Exercise requirements:
What lines below contain the word "service"? Please pull each one out.

(Stored items)
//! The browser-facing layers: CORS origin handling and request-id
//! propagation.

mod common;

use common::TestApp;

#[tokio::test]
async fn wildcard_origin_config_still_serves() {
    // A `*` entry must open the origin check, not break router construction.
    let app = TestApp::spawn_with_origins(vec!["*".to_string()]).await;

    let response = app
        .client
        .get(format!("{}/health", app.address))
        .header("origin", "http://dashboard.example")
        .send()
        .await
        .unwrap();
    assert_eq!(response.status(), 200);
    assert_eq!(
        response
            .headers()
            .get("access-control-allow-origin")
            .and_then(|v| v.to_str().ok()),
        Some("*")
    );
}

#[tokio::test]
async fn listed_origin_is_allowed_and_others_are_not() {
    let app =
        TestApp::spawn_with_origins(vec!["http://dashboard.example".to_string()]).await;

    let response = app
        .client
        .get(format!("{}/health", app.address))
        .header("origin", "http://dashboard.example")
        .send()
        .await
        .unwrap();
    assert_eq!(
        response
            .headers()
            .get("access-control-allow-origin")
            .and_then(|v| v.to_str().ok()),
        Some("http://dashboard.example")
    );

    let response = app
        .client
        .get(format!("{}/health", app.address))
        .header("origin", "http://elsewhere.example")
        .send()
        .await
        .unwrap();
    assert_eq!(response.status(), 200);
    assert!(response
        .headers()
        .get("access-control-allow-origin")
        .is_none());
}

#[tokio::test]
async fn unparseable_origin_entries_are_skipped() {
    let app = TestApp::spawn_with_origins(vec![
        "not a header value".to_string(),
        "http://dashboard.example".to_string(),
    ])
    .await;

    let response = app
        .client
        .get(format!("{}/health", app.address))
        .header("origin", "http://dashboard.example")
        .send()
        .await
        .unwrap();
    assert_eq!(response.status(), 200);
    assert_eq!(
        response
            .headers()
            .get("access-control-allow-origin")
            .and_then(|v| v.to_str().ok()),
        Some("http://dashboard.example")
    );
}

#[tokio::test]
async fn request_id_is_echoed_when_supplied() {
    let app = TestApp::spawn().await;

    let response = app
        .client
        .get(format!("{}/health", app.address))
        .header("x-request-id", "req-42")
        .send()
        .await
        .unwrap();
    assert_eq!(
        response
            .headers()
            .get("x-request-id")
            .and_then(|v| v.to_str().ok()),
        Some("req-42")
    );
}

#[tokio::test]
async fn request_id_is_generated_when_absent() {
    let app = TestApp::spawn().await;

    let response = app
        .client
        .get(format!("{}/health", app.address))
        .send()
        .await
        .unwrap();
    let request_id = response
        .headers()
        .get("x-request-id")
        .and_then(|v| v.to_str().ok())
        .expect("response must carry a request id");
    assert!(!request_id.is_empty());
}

---

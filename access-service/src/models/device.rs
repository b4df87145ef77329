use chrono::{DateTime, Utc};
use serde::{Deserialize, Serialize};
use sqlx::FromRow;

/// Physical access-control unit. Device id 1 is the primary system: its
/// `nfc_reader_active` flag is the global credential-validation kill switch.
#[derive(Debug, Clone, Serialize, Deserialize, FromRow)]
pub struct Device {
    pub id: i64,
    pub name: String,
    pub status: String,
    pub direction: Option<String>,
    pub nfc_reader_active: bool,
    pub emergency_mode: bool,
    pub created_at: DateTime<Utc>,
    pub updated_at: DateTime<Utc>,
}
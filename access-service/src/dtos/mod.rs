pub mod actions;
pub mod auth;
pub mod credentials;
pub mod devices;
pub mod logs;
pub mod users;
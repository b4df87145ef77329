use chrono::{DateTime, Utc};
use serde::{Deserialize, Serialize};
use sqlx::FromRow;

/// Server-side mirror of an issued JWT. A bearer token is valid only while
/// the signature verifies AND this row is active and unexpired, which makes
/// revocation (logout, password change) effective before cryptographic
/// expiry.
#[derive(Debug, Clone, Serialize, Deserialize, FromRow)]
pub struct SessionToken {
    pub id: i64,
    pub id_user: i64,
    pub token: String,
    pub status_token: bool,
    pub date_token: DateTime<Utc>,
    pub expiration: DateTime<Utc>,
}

Written reply:
filename access-service/src/models/device.rs
filename access-service/src/dtos/mod.rs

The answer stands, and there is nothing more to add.